#### Source data

//! Streaming assistant backends

use crate::config::AssistantConfig;
use crate::error::{Error, Result};
use async_trait::async_trait;
use locolo_tui::{ChatMessage, Role};
use std::sync::Arc;
use std::time::Duration;
use tokio::sync::mpsc;
use tokio_util::sync::CancellationToken;
use tracing::{debug, warn};

/// Identifies one submit/reload round trip
pub type RequestId = u64;

/// Events produced while a reply is generated
#[derive(Debug, Clone, PartialEq, Eq)]
pub enum AssistantEvent {
    /// More reply text
    Delta { request: RequestId, text: String },
    /// Reply complete (also sent after a cancelled request winds down)
    Finished { request: RequestId },
    /// Generation failed
    Failed { request: RequestId, message: String },
}

impl AssistantEvent {
    pub fn request(&self) -> RequestId {
        match self {
            AssistantEvent::Delta { request, .. }
            | AssistantEvent::Finished { request }
            | AssistantEvent::Failed { request, .. } => *request,
        }
    }
}

/// Produces a reply for a conversation history
#[async_trait]
pub trait Assistant: Send + Sync {
    /// Stream reply chunks into `sink` until done or `cancel` fires
    async fn respond(
        &self,
        history: &[ChatMessage],
        sink: &mpsc::Sender<String>,
        cancel: &CancellationToken,
    ) -> Result<()>;
}

/// A reply ready to be generated
#[derive(Debug)]
pub struct Request {
    pub id: RequestId,
    pub history: Vec<ChatMessage>,
    pub cancel: CancellationToken,
}

/// Run a request on a background task, reporting through `events`
pub fn spawn_request(
    assistant: Arc<dyn Assistant>,
    request: Request,
    events: mpsc::Sender<AssistantEvent>,
) -> tokio::task::JoinHandle<()> {
    tokio::spawn(async move {
        let Request {
            id,
            history,
            cancel,
        } = request;
        debug!(request = id, history = history.len(), "request started");

        let (chunk_tx, mut chunk_rx) = mpsc::channel::<String>(64);
        let forward = {
            let events = events.clone();
            tokio::spawn(async move {
                while let Some(text) = chunk_rx.recv().await {
                    if events
                        .send(AssistantEvent::Delta { request: id, text })
                        .await
                        .is_err()
                    {
                        break;
                    }
                }
            })
        };

        let result = assistant.respond(&history, &chunk_tx, &cancel).await;
        drop(chunk_tx);
        let _ = forward.await;

        let event = match result {
            Ok(()) => AssistantEvent::Finished { request: id },
            Err(e) => {
                warn!(request = id, error = %e, "request failed");
                AssistantEvent::Failed {
                    request: id,
                    message: e.to_string(),
                }
            }
        };
        let _ = events.send(event).await;
        debug!(request = id, cancelled = cancel.is_cancelled(), "request done");
    })
}

/// Offline assistant that streams canned event suggestions word by word
pub struct ScriptedAssistant {
    first_token_delay: Duration,
    token_delay: Duration,
}

impl ScriptedAssistant {
    pub fn new(config: &AssistantConfig) -> Self {
        Self {
            first_token_delay: Duration::from_millis(config.first_token_delay_ms),
            token_delay: Duration::from_millis(config.token_delay_ms),
        }
    }

    /// Pick a reply for the latest user turn
    pub fn reply_for(history: &[ChatMessage]) -> String {
        let prompt = history
            .iter()
            .rev()
            .find(|m| m.role == Role::User)
            .map(|m| m.content.to_lowercase())
            .unwrap_or_default();

        if prompt.contains("jazz") || prompt.contains("romantic") {
            "For a **romantic jazz night** I'd look at:\n\n\
             - *Blue Lantern*: trio sets from 9pm, candlelit tables\n\
             - *Velvet Room*: vocal jazz, reservations recommended\n\n\
             Want me to check which one still has seats?"
                .to_string()
        } else if prompt.contains("techno") || prompt.contains("rave") {
            "Techno tonight:\n\n\
             - **Warehouse 9**: doors at 23:00, runs until sunrise\n\
             - **Dockside Open Air**: afternoon set, bring earplugs\n\n\
             Both are a short ride from the center."
                .to_string()
        } else if prompt.contains("people") || prompt.contains("friends") {
            "Good ways to **meet new people** this week:\n\n\
             - Board game social at *The Meeple*, Wednesday 7pm\n\
             - Sunday run club, meets at the park gate\n\n\
             Both are beginner friendly."
                .to_string()
        } else {
            format!(
                "I can help you find something to do. You asked: \"{}\". \
                 Try asking about jazz, techno, or meeting new people.",
                prompt.trim()
            )
        }
    }
}

#[async_trait]
impl Assistant for ScriptedAssistant {
    async fn respond(
        &self,
        history: &[ChatMessage],
        sink: &mpsc::Sender<String>,
        cancel: &CancellationToken,
    ) -> Result<()> {
        if !history.last().is_some_and(|m| m.role == Role::User) {
            return Err(Error::Assistant(
                "conversation must end with a user message".to_string(),
            ));
        }

        let reply = Self::reply_for(history);

        tokio::select! {
            _ = cancel.cancelled() => return Ok(()),
            _ = tokio::time::sleep(self.first_token_delay) => {}
        }

        for token in reply.split_inclusive(' ') {
            if cancel.is_cancelled() {
                return Ok(());
            }
            if sink.send(token.to_string()).await.is_err() {
                return Ok(());
            }
            tokio::select! {
                _ = cancel.cancelled() => return Ok(()),
                _ = tokio::time::sleep(self.token_delay) => {}
            }
        }
        Ok(())
    }
}

#[cfg(test)]
mod tests {
    use super::*;

    fn instant() -> Arc<dyn Assistant> {
        Arc::new(ScriptedAssistant::new(&AssistantConfig {
            first_token_delay_ms: 0,
            token_delay_ms: 0,
        }))
    }

    async fn collect(rx: &mut mpsc::Receiver<AssistantEvent>) -> Vec<AssistantEvent> {
        let mut events = Vec::new();
        while let Some(event) = rx.recv().await {
            let done = !matches!(event, AssistantEvent::Delta { .. });
            events.push(event);
            if done {
                break;
            }
        }
        events
    }

    #[test]
    fn test_reply_follows_keywords() {
        let history = vec![ChatMessage::user("Any Techno Rave Party tonight?")];
        assert!(ScriptedAssistant::reply_for(&history).contains("Warehouse 9"));
    }

    #[tokio::test]
    async fn test_streams_full_reply_then_finishes() {
        let history = vec![ChatMessage::user("romantic jazz night")];
        let expected = ScriptedAssistant::reply_for(&history);
        let (tx, mut rx) = mpsc::channel(256);
        let request = Request {
            id: 7,
            history,
            cancel: CancellationToken::new(),
        };

        spawn_request(instant(), request, tx).await.unwrap();
        let events = collect(&mut rx).await;

        let text: String = events
            .iter()
            .filter_map(|e| match e {
                AssistantEvent::Delta { text, .. } => Some(text.as_str()),
                _ => None,
            })
            .collect();
        assert_eq!(text, expected);
        assert_eq!(events.last(), Some(&AssistantEvent::Finished { request: 7 }));
        assert!(events.iter().all(|e| e.request() == 7));
    }

    #[tokio::test]
    async fn test_cancelled_before_first_token() {
        let assistant: Arc<dyn Assistant> = Arc::new(ScriptedAssistant::new(&AssistantConfig {
            first_token_delay_ms: 60_000,
            token_delay_ms: 0,
        }));
        let cancel = CancellationToken::new();
        let (tx, mut rx) = mpsc::channel(16);
        let request = Request {
            id: 1,
            history: vec![ChatMessage::user("hi")],
            cancel: cancel.clone(),
        };

        let handle = spawn_request(assistant, request, tx);
        cancel.cancel();
        handle.await.unwrap();

        assert_eq!(collect(&mut rx).await, vec![AssistantEvent::Finished { request: 1 }]);
    }

    #[tokio::test]
    async fn test_history_must_end_with_user() {
        let (tx, mut rx) = mpsc::channel(16);
        let request = Request {
            id: 2,
            history: vec![ChatMessage::assistant("hello")],
            cancel: CancellationToken::new(),
        };

        spawn_request(instant(), request, tx).await.unwrap();
        let events = collect(&mut rx).await;
        assert!(matches!(events.as_slice(), [AssistantEvent::Failed { request: 2, .. }]));
    }
}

########

Requirement:
Repeat the records above exactly, with nothing left out.

Response below:
//! Streaming assistant backends

use crate::config::AssistantConfig;
use crate::error::{Error, Result};
use async_trait::async_trait;
use locolo_tui::{ChatMessage, Role};
use std::sync::Arc;
use std::time::Duration;
use tokio::sync::mpsc;
use tokio_util::sync::CancellationToken;
use tracing::{debug, warn};

/// Identifies one submit/reload round trip
pub type RequestId = u64;

/// Events produced while a reply is generated
#[derive(Debug, Clone, PartialEq, Eq)]
pub enum AssistantEvent {
    /// More reply text
    Delta { request: RequestId, text: String },
    /// Reply complete (also sent after a cancelled request winds down)
    Finished { request: RequestId },
    /// Generation failed
    Failed { request: RequestId, message: String },
}

impl AssistantEvent {
    pub fn request(&self) -> RequestId {
        match self {
            AssistantEvent::Delta { request, .. }
            | AssistantEvent::Finished { request }
            | AssistantEvent::Failed { request, .. } => *request,
        }
    }
}

/// Produces a reply for a conversation history
#[async_trait]
pub trait Assistant: Send + Sync {
    /// Stream reply chunks into `sink` until done or `cancel` fires
    async fn respond(
        &self,
        history: &[ChatMessage],
        sink: &mpsc::Sender<String>,
        cancel: &CancellationToken,
    ) -> Result<()>;
}

/// A reply ready to be generated
#[derive(Debug)]
pub struct Request {
    pub id: RequestId,
    pub history: Vec<ChatMessage>,
    pub cancel: CancellationToken,
}

/// Run a request on a background task, reporting through `events`
pub fn spawn_request(
    assistant: Arc<dyn Assistant>,
    request: Request,
    events: mpsc::Sender<AssistantEvent>,
) -> tokio::task::JoinHandle<()> {
    tokio::spawn(async move {
        let Request {
            id,
            history,
            cancel,
        } = request;
        debug!(request = id, history = history.len(), "request started");

        let (chunk_tx, mut chunk_rx) = mpsc::channel::<String>(64);
        let forward = {
            let events = events.clone();
            tokio::spawn(async move {
                while let Some(text) = chunk_rx.recv().await {
                    if events
                        .send(AssistantEvent::Delta { request: id, text })
                        .await
                        .is_err()
                    {
                        break;
                    }
                }
            })
        };

        let result = assistant.respond(&history, &chunk_tx, &cancel).await;
        drop(chunk_tx);
        let _ = forward.await;

        let event = match result {
            Ok(()) => AssistantEvent::Finished { request: id },
            Err(e) => {
                warn!(request = id, error = %e, "request failed");
                AssistantEvent::Failed {
                    request: id,
                    message: e.to_string(),
                }
            }
        };
        let _ = events.send(event).await;
        debug!(request = id, cancelled = cancel.is_cancelled(), "request done");
    })
}

/// Offline assistant that streams canned event suggestions word by word
pub struct ScriptedAssistant {
    first_token_delay: Duration,
    token_delay: Duration,
}

impl ScriptedAssistant {
    pub fn new(config: &AssistantConfig) -> Self {
        Self {
            first_token_delay: Duration::from_millis(config.first_token_delay_ms),
            token_delay: Duration::from_millis(config.token_delay_ms),
        }
    }

    /// Pick a reply for the latest user turn
    pub fn reply_for(history: &[ChatMessage]) -> String {
        let prompt = history
            .iter()
            .rev()
            .find(|m| m.role == Role::User)
            .map(|m| m.content.to_lowercase())
            .unwrap_or_default();

        if prompt.contains("jazz") || prompt.contains("romantic") {
            "For a **romantic jazz night** I'd look at:\n\n\
             - *Blue Lantern*: trio sets from 9pm, candlelit tables\n\
             - *Velvet Room*: vocal jazz, reservations recommended\n\n\
             Want me to check which one still has seats?"
                .to_string()
        } else if prompt.contains("techno") || prompt.contains("rave") {
            "Techno tonight:\n\n\
             - **Warehouse 9**: doors at 23:00, runs until sunrise\n\
             - **Dockside Open Air**: afternoon set, bring earplugs\n\n\
             Both are a short ride from the center."
                .to_string()
        } else if prompt.contains("people") || prompt.contains("friends") {
            "Good ways to **meet new people** this week:\n\n\
             - Board game social at *The Meeple*, Wednesday 7pm\n\
             - Sunday run club, meets at the park gate\n\n\
             Both are beginner friendly."
                .to_string()
        } else {
            format!(
                "I can help you find something to do. You asked: \"{}\". \
                 Try asking about jazz, techno, or meeting new people.",
                prompt.trim()
            )
        }
    }
}

#[async_trait]
impl Assistant for ScriptedAssistant {
    async fn respond(
        &self,
        history: &[ChatMessage],
        sink: &mpsc::Sender<String>,
        cancel: &CancellationToken,
    ) -> Result<()> {
        if !history.last().is_some_and(|m| m.role == Role::User) {
            return Err(Error::Assistant(
                "conversation must end with a user message".to_string(),
            ));
        }

        let reply = Self::reply_for(history);

        tokio::select! {
            _ = cancel.cancelled() => return Ok(()),
            _ = tokio::time::sleep(self.first_token_delay) => {}
        }

        for token in reply.split_inclusive(' ') {
            if cancel.is_cancelled() {
                return Ok(());
            }
            if sink.send(token.to_string()).await.is_err() {
                return Ok(());
            }
            tokio::select! {
                _ = cancel.cancelled() => return Ok(()),
                _ = tokio::time::sleep(self.token_delay) => {}
            }
        }
        Ok(())
    }
}

#[cfg(test)]
mod tests {
    use super::*;

    fn instant() -> Arc<dyn Assistant> {
        Arc::new(ScriptedAssistant::new(&AssistantConfig {
            first_token_delay_ms: 0,
            token_delay_ms: 0,
        }))
    }

    async fn collect(rx: &mut mpsc::Receiver<AssistantEvent>) -> Vec<AssistantEvent> {
        let mut events = Vec::new();
        while let Some(event) = rx.recv().await {
            let done = !matches!(event, AssistantEvent::Delta { .. });
            events.push(event);
            if done {
                break;
            }
        }
        events
    }

    #[test]
    fn test_reply_follows_keywords() {
        let history = vec![ChatMessage::user("Any Techno Rave Party tonight?")];
        assert!(ScriptedAssistant::reply_for(&history).contains("Warehouse 9"));
    }

    #[tokio::test]
    async fn test_streams_full_reply_then_finishes() {
        let history = vec![ChatMessage::user("romantic jazz night")];
        let expected = ScriptedAssistant::reply_for(&history);
        let (tx, mut rx) = mpsc::channel(256);
        let request = Request {
            id: 7,
            history,
            cancel: CancellationToken::new(),
        };

        spawn_request(instant(), request, tx).await.unwrap();
        let events = collect(&mut rx).await;

        let text: String = events
            .iter()
            .filter_map(|e| match e {
                AssistantEvent::Delta { text, .. } => Some(text.as_str()),
                _ => None,
            })
            .collect();
        assert_eq!(text, expected);
        assert_eq!(events.last(), Some(&AssistantEvent::Finished { request: 7 }));
        assert!(events.iter().all(|e| e.request() == 7));
    }

    #[tokio::test]
    async fn test_cancelled_before_first_token() {
        let assistant: Arc<dyn Assistant> = Arc::new(ScriptedAssistant::new(&AssistantConfig {
            first_token_delay_ms: 60_000,
            token_delay_ms: 0,
        }));
        let cancel = CancellationToken::new();
        let (tx, mut rx) = mpsc::channel(16);
        let request = Request {
            id: 1,
            history: vec![ChatMessage::user("hi")],
            cancel: cancel.clone(),
        };

        let handle = spawn_request(assistant, request, tx);
        cancel.cancel();
        handle.await.unwrap();

        assert_eq!(collect(&mut rx).await, vec![AssistantEvent::Finished { request: 1 }]);
    }

    #[tokio::test]
    async fn test_history_must_end_with_user() {
        let (tx, mut rx) = mpsc::channel(16);
        let request = Request {
            id: 2,
            history: vec![ChatMessage::assistant("hello")],
            cancel: CancellationToken::new(),
        };

        spawn_request(instant(), request, tx).await.unwrap();
        let events = collect(&mut rx).await;
        assert!(matches!(events.as_slice(), [AssistantEvent::Failed { request: 2, .. }]));
    }
}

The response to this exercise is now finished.